Terms Used In Michigan Laws 500.3841

  • Certificate: means any certificate delivered or issued for delivery in this state under a group Medicare supplement policy. See Michigan Laws 500.3801
  • Commissioner: means the director. See Michigan Laws 500.102
  • in writing: shall be construed to include printing, engraving, and lithographing; except that if the written signature of a person is required by law, the signature shall be the proper handwriting of the person or, if the person is unable to write, the person's proper mark, which may be, unless otherwise expressly prohibited by law, a clear and classifiable fingerprint of the person made with ink or another substance. See Michigan Laws 8.3q
  • Insurer: includes any person that delivers or issues for delivery in this state Medicare supplement policies. See Michigan Laws 500.3801
  • Medicare: means subchapter XVIII of the social security act, 42 USC 1395 to 1395lll. See Michigan Laws 500.3801
  • Medicare supplement policy: means an individual or group policy or certificate that is advertised, marketed, or designed primarily as a supplement to reimbursements under Medicare for the hospital, medical, or surgical expenses of persons eligible for Medicare and Medicare select policies and certificates under section 3817. See Michigan Laws 500.3801
  • Policy form: means the form on which the policy or certificate is delivered or issued for delivery by the insurer. See Michigan Laws 500.3801
  • Public law: A public bill or joint resolution that has passed both chambers and been enacted into law. Public laws have general applicability nationwide.
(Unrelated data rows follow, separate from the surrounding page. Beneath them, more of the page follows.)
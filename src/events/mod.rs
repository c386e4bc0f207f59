//! Provider event feed
//!
//! The IAM provider publishes mutation events on a namespaced feed. Consumers
//! register a handler for a set of event types through [`EventFeed`]; the
//! in-process [`BroadcastFeed`] fans events out over a tokio broadcast channel.
//! It is fed by the [`GatewayFeed`] connector and, secondarily, by the
//! `/events` webhook.

use std::sync::{Arc, Mutex};

use async_trait::async_trait;
use futures::future::BoxFuture;
use serde::{Deserialize, Serialize};
use serde_json::Value;
use thiserror::Error;
use tokio::sync::broadcast;
use tokio::task::JoinHandle;
use tracing::{debug, trace, warn};

pub mod gateway;
pub mod router;

pub use gateway::GatewayFeed;
pub use router::InvalidationRouter;

/// Namespace the provider publishes IAM events on.
pub const IAM_NAMESPACE: &str = "iam";

/// Events after which everything cached for an access may be stale.
pub const ACCESS_EVENTS: &[&str] = &[
    "access.update",
    "access.delete",
    "access.type.update",
    "access.type.delete",
    "category.update",
    "category.delete",
    "entity.save",
    "entity.delete",
    "entity.type.delete",
    "permission.save",
    "permission.update",
    "permission.delete",
    "role.update",
    "role.delete",
];

/// Events that change a single user's grants within an access.
pub const USER_GRANT_EVENTS: &[&str] = &["access.user.grant", "access.user.revoke"];

fn default_namespace() -> String {
    IAM_NAMESPACE.to_string()
}

/// One event as published by the provider.
#[derive(Debug, Clone, PartialEq, Serialize, Deserialize)]
pub struct FeedEvent {
    #[serde(default = "default_namespace")]
    pub namespace: String,
    #[serde(rename = "type")]
    pub event_type: String,
    #[serde(default)]
    pub payload: Value,
}

impl FeedEvent {
    pub fn new(event_type: impl Into<String>, payload: Value) -> Self {
        Self {
            namespace: default_namespace(),
            event_type: event_type.into(),
            payload,
        }
    }
}

/// Async callback invoked once per matching event.
pub type EventHandler = Arc<dyn Fn(FeedEvent) -> BoxFuture<'static, ()> + Send + Sync>;

#[derive(Error, Debug, Clone, PartialEq, Eq)]
pub enum FeedError {
    #[error("Event feed is closed")]
    Closed,

    #[error("Subscription rejected: {0}")]
    Rejected(String),

    #[error("Event gateway unavailable: {0}")]
    Unavailable(String),
}

/// Source of provider events.
#[async_trait]
pub trait EventFeed: Send + Sync {
    /// Register `handler` for `types` on `namespace`.
    ///
    /// Returns once the subscription is live; events published afterwards reach the handler.
    async fn subscribe(
        &self,
        namespace: &str,
        types: &[&str],
        handler: EventHandler,
    ) -> Result<(), FeedError>;
}

/// In-process feed on a tokio broadcast channel.
///
/// Each subscription owns a dispatch task that filters by namespace and type.
/// Slow handlers lag rather than block publishers. Lagged events are dropped
/// with a warning and counted in `iam_feed_lagged_events_total`.
pub struct BroadcastFeed {
    sender: broadcast::Sender<FeedEvent>,
    capacity: usize,
    tasks: Mutex<Vec<JoinHandle<()>>>,
}

impl BroadcastFeed {
    pub fn new(capacity: usize) -> Self {
        let (sender, _) = broadcast::channel(capacity);
        Self {
            sender,
            capacity,
            tasks: Mutex::new(Vec::new()),
        }
    }

    /// Publish an event. Returns the number of live subscriptions it was delivered to.
    pub fn publish(&self, event: FeedEvent) -> usize {
        match self.sender.send(event) {
            Ok(count) => {
                debug!(subscribers = count, "Event published");
                count
            }
            Err(broadcast::error::SendError(event)) => {
                trace!(event_type = %event.event_type, "No subscribers, event dropped");
                0
            }
        }
    }

    pub fn subscriber_count(&self) -> usize {
        self.sender.receiver_count()
    }

    pub fn capacity(&self) -> usize {
        self.capacity
    }

    /// Stop every dispatch task.
    pub fn shutdown(&self) {
        if let Ok(mut tasks) = self.tasks.lock() {
            for task in tasks.drain(..) {
                task.abort();
            }
        }
    }
}

impl Default for BroadcastFeed {
    fn default() -> Self {
        Self::new(1024)
    }
}

impl Drop for BroadcastFeed {
    fn drop(&mut self) {
        self.shutdown();
    }
}

#[async_trait]
impl EventFeed for BroadcastFeed {
    async fn subscribe(
        &self,
        namespace: &str,
        types: &[&str],
        handler: EventHandler,
    ) -> Result<(), FeedError> {
        let mut receiver = self.sender.subscribe();
        let namespace = namespace.to_string();
        let types: Vec<String> = types.iter().map(|t| t.to_string()).collect();

        let task = tokio::spawn(async move {
            loop {
                match receiver.recv().await {
                    Ok(event) => {
                        if event.namespace == namespace && types.contains(&event.event_type) {
                            handler(event).await;
                        }
                    }
                    Err(broadcast::error::RecvError::Lagged(skipped)) => {
                        metrics::counter!("iam_feed_lagged_events_total", "namespace" => namespace.clone())
                            .increment(skipped);
                        warn!(skipped, namespace = %namespace, "Event subscription lagged");
                    }
                    Err(broadcast::error::RecvError::Closed) => break,
                }
            }
        });

        self.tasks
            .lock()
            .map_err(|_| FeedError::Closed)?
            .push(task);
        Ok(())
    }
}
  • state: when applied to the different parts of the United States, shall be construed to extend to and include the District of Columbia and the several territories belonging to the United States; and the words "United States" shall be construed to include the district and territories. See Michigan Laws 8.3o
  (1) Except for riders or endorsements by which the insurer effectuates a request made in writing by the insured, exercises a specifically reserved right under a medicare supplement policy, or as required to reduce or eliminate benefits to avoid duplication of medicare benefits, all riders or endorsements added to a medicare supplement policy after date of issue or at reinstatement or renewal that reduce or eliminate benefits or coverage in the policy shall require signed acceptance by the insured. After the date of policy issue, any rider or endorsement that increases benefits or coverage with a concomitant increase in premium during the policy term shall be agreed to in writing and signed by the insured, unless the benefits are required minimum standards for medicare supplement policies or if the increase in benefits or coverage is required by law. If a separate additional premium is charged for benefits provided in connection with riders or endorsements, the premium charged shall be set forth in the policy.
  (2) A medicare supplement policy shall not provide for the payment of benefits based on standards described as “usual and customary”, “reasonable and customary”, or words of similar import.
  (3) If a medicare supplement policy contains any limitations with respect to preexisting conditions, the limitations shall appear as a separate paragraph of the policy and shall be labeled as “preexisting condition limitations”.
  (4) The term “medicare supplement”, “medigap”, “medicare wrap-around”, or words of similar import shall not be used unless the policy is issued in compliance with this chapter.
  (5) As soon as practicable but prior to the effective date of any changes in medicare benefits, every insurer offering medicare supplement insurance policies in this state shall file with the commissioner both of the following:
  (a) Any appropriate premium adjustments necessary to produce loss ratios as anticipated for the current premium for the applicable policies and any supporting documents necessary to justify the adjustment.
  (b) Any appropriate riders, endorsements, or policy forms needed to accomplish the medicare supplement insurance modifications necessary to eliminate benefits under the policy or certificate that duplicate benefits provided by medicare. The riders, endorsements, and policy forms shall provide a clear description of the medicare supplement benefits provided by the policy.
  (6) Upon satisfying the filing and approval requirements, an insurer providing medicare supplement policies delivered or issued for delivery in this state shall provide to each covered policyholder any rider, endorsement, or policy form necessary to eliminate benefits under the policy that duplicate benefits provided by medicare.
  (7) As soon as practicable but no later than 30 days before the annual effective date of any medicare benefit changes, every insurer of medicare supplement policies delivered or issued for delivery in this state shall notify each covered policyholder or certificate holder of modifications made to its medicare supplement policies in a format acceptable to the commissioner. The notice shall be in outline form, contain clear and simple language, shall not contain or be accompanied by any solicitation, and shall include both of the following:
  (a) A description of revisions to the medicare program and of each modification made to the coverage provided under the medicare supplement policy.
  (b) Whether a premium adjustment is due to changes in medicare.
  (8) Insurers shall comply with any notice requirements of the medicare prescription drug, improvement, and modernization act of 2003, Public Law 108-173.